- Population health and economic prosperity are intrinsically linked, according to a new nationwide analysis from the Blue Cross Blue Shield (BCBS) Association, giving healthcare providers an even greater incentive to deliver holistic, preventive care to their communities.
The BCBS Health Index, created in partnership with Moody’s Analytics, uses big data on more than 40 million beneficiaries of the health payer network to generate detailed insights into health trends on a county level, with a specific focus on chronic diseases and socioeconomic determinates of health.
The analysis found that counties with lower unemployment, higher incomes, and more potential for economic growth are also less likely to experience high burdens from the most impactful chronic diseases, such as diabetes, depression, substance abuse, high cholesterol, and hypertension.
Taken together, these conditions are responsible for 30 percent of adverse health impacts among BCBS consumers, indicating the importance of charting and tracking patterns of diagnosis and treatment.
"Blue Cross and Blue Shield companies are committed to transforming our health care system and the health of our nation through actionable data," said Scott Serota, president and CEO for BCBSA.
The index includes ICD-9 codes related to more than 200 common diseases and conditions in its calculations, paired with economic data from Moody’s Analytics to assess overall community wellbeing.
BCBS estimated the years of life lost due to each specific condition, subtracted the figure from the optimal life expectancy of each member based on his or her demographics, and extrapolated the results into a 0-to-1 score for the entire population.
"This Index uses the breadth and depth of BCBS data to bring critical health insights to policymakers, community leaders, business leaders and health care professionals, helping them further focus efforts to improve their communities' health," Serota added.

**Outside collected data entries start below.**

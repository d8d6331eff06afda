//! Shared cache handle and memoization helpers.

use std::collections::HashMap;
use std::future::Future;
use std::sync::atomic::{AtomicU64, Ordering};
use std::sync::{Arc, Mutex, MutexGuard};
use std::time::Duration;

use tokio::sync::RwLock;
use tokio::task::JoinHandle;
use tracing::{debug, warn};

use crate::cache::BoundedCache;
use crate::error::Result;

/// A [`BoundedCache`] shared across tasks.
///
/// The write lock covers the whole check/evict/insert sequence of `set`, and
/// `get` needs it too because reads update recency.
pub type SharedCache<V> = Arc<RwLock<BoundedCache<V>>>;

/// Wraps a cache for sharing.
pub fn shared<V>(cache: BoundedCache<V>) -> SharedCache<V> {
    Arc::new(RwLock::new(cache))
}

// == Memoize ==
/// Returns the cached value for `key`, or runs `loader`, stores its result and
/// returns it.
///
/// Loader errors are passed through and nothing is cached for them.
pub async fn memoize<V, F, Fut>(
    cache: &SharedCache<V>,
    key: &str,
    ttl: Option<Duration>,
    loader: F,
) -> Result<V>
where
    V: Clone,
    F: FnOnce() -> Fut,
    Fut: Future<Output = Result<V>>,
{
    let cached = cache.write().await.get(key);
    if let Ok(value) = cached {
        return Ok(value);
    }

    let value = loader().await?;
    cache.write().await.set(key, value.clone(), ttl)?;
    Ok(value)
}

// == Warm ==
/// Loads every key that is not already cached. Returns how many were loaded.
pub async fn warm<V, F, Fut>(cache: &SharedCache<V>, keys: &[String], mut loader: F) -> Result<usize>
where
    F: FnMut(String) -> Fut,
    Fut: Future<Output = Result<V>>,
{
    let mut loaded = 0;

    for key in keys {
        if cache.write().await.has(key) {
            continue;
        }
        let value = loader(key.clone()).await?;
        cache.write().await.set(key.clone(), value, None)?;
        loaded += 1;
    }

    debug!("Cache warm-up loaded {} of {} keys", loaded, keys.len());
    Ok(loaded)
}

// == Set Many ==
/// Stores a batch of entries under a single lock.
pub async fn set_many<V, I>(cache: &SharedCache<V>, entries: I) -> Result<()>
where
    I: IntoIterator<Item = (String, V, Option<Duration>)>,
{
    let mut guard = cache.write().await;
    for (key, value, ttl) in entries {
        guard.set(key, value, ttl)?;
    }
    Ok(())
}

// == Debounced Set ==
/// Delays writes so that a burst of updates to one key stores only the last
/// value.
///
/// Every key has at most one pending timer; a newer call cancels it. Dropping
/// the debouncer cancels everything still pending.
pub struct Debouncer<V> {
    cache: SharedCache<V>,
    pending: Arc<Mutex<HashMap<String, (u64, JoinHandle<()>)>>>,
    generation: Arc<AtomicU64>,
}

impl<V> Debouncer<V>
where
    V: Send + Sync + 'static,
{
    pub fn new(cache: SharedCache<V>) -> Self {
        Self {
            cache,
            pending: Arc::new(Mutex::new(HashMap::new())),
            generation: Arc::new(AtomicU64::new(0)),
        }
    }

    /// Stores `value` under `key` once `delay` passes without another call
    /// for the same key.
    pub fn debounced_set(
        &self,
        key: impl Into<String>,
        value: V,
        ttl: Option<Duration>,
        delay: Duration,
    ) {
        let key = key.into();
        let generation = self.generation.fetch_add(1, Ordering::Relaxed);

        let cache = self.cache.clone();
        let pending = self.pending.clone();
        let task_key = key.clone();

        let mut timers = lock(&self.pending);
        let handle = tokio::spawn(async move {
            tokio::time::sleep(delay).await;

            {
                let mut timers = lock(&pending);
                if matches!(timers.get(&task_key), Some((current, _)) if *current == generation) {
                    timers.remove(&task_key);
                }
            }

            if let Err(e) = cache.write().await.set(task_key.clone(), value, ttl) {
                warn!("Debounced write of '{}' failed: {}", task_key, e);
            }
        });

        if let Some((_, previous)) = timers.insert(key, (generation, handle)) {
            previous.abort();
        }
    }

    /// Cancels every pending write. Returns how many were dropped.
    pub fn cancel_all(&self) -> usize {
        let mut timers = lock(&self.pending);
        let count = timers.len();
        for (_, (_, handle)) in timers.drain() {
            handle.abort();
        }
        count
    }
}

impl<V> Drop for Debouncer<V> {
    fn drop(&mut self) {
        for (_, (_, handle)) in lock(&self.pending).drain() {
            handle.abort();
        }
    }
}

fn lock<T>(mutex: &Mutex<T>) -> MutexGuard<'_, T> {
    mutex.lock().unwrap_or_else(|poisoned| poisoned.into_inner())
}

The Moody’s Analytics data reveals that workers who remain employed longer tend to have better health than those who are not active members of the workforce.
"The BCBS Health Index shows that health and the economy's performance go hand in hand," said Mark Zandi, chief economist of Moody's Analytics. "Policymakers can use the BCBS Health Index to better understand how health outcomes impact economic growth."
The National Health Index sits at 0.924, according to the data, with counties in Nebraska, Colorado, Montana, and Texas ranking among the healthiest in the nation.
On the other end of the spectrum, regions in Florida, Kentucky, Georgia, and Virginia scored poorly on health indicators.
Most of the Appalachian states and those in the Deep South tended to reside at the bottom of the Index, while Western states such as Idaho, Wyoming, the Dakotas, Utah, and Colorado were among the healthiest in the country.
Compared to counties with median scores on the national index, the top ten percent of counties have per capital incomes that are $3700 higher, ten-year economic growth projections that are 3.5 percent higher, and unemployment rates averaging half a point lower than middle-ranking regions.
The project is one of several industry efforts to use big data analytics to identify population health concerns and inform local and regional policymakers about socioeconomic health trends.
CMS recently released its own national maps of chronic diseases and associated health disparities for Medicare beneficiaries, which flag regional variations in costs and prevalence of common conditions.
The Medicare maps closely mirror many of the findings from BCBS, including the higher impact of chronic diseases like diabetes along the Eastern Seaboard and through the Southern states.
The interactive CMS tool also allows users to parse results by racial and ethnic categories, adding a new dimension to the question of population health management.
On a smaller scale, certain metropolitan regions are also using online mapping tools to open up insights into chronic disease patterns.
In Philadelphia, the Community Health Explorer includes charts, graphs, and maps covering 77 different socioeconomic factors and health metrics, including access to healthy foods, interpersonal violence rates, access to care, and substance abuse.
South Carolina has launched a similar effort to cover the state, pairing economic information such as income levels with built environment metrics and rates of diabetes and obesity.
And researchers from NYU and the National Resource Network have created a population health dashboard that allows visualization of twenty-six socioeconomic measures across a starting set of four different cities.
"We created the City Health Dashboard in response to local demand for more accurate data about the health of our cities' citizens," says Marc Gourevitch, MD, MPH, chair of the Department of Population Health and principal investigator for the City Health Dashboard.
"City leaders know that 'what gets measured is what gets done.' They want accurate, actionable data so they can improve their population's health, bring down health care-related costs, and focus on community wellbeing. We're excited to be the first to provide this important information at the city level in a uniform format across a wide range of health conditions and health determinants."
Provider organizations and public health agencies appear to be increasing their demands for better population health management data that is correctly correlated with socioeconomic and community factors as value-based care becomes more important to the healthcare revenue cycle.
Using hotspotting and predictive analytics to anticipate the need for resources and targeted interventions can help providers deliver more effective preventive care, potentially lowering costs and improving outcomes for patients.
Big data analytics work by large entities such as the Blue Cross Blue Shield Association will only enhance the healthcare system’s ability to more effectively manage chronic diseases in a holistic, economically sensitive manner.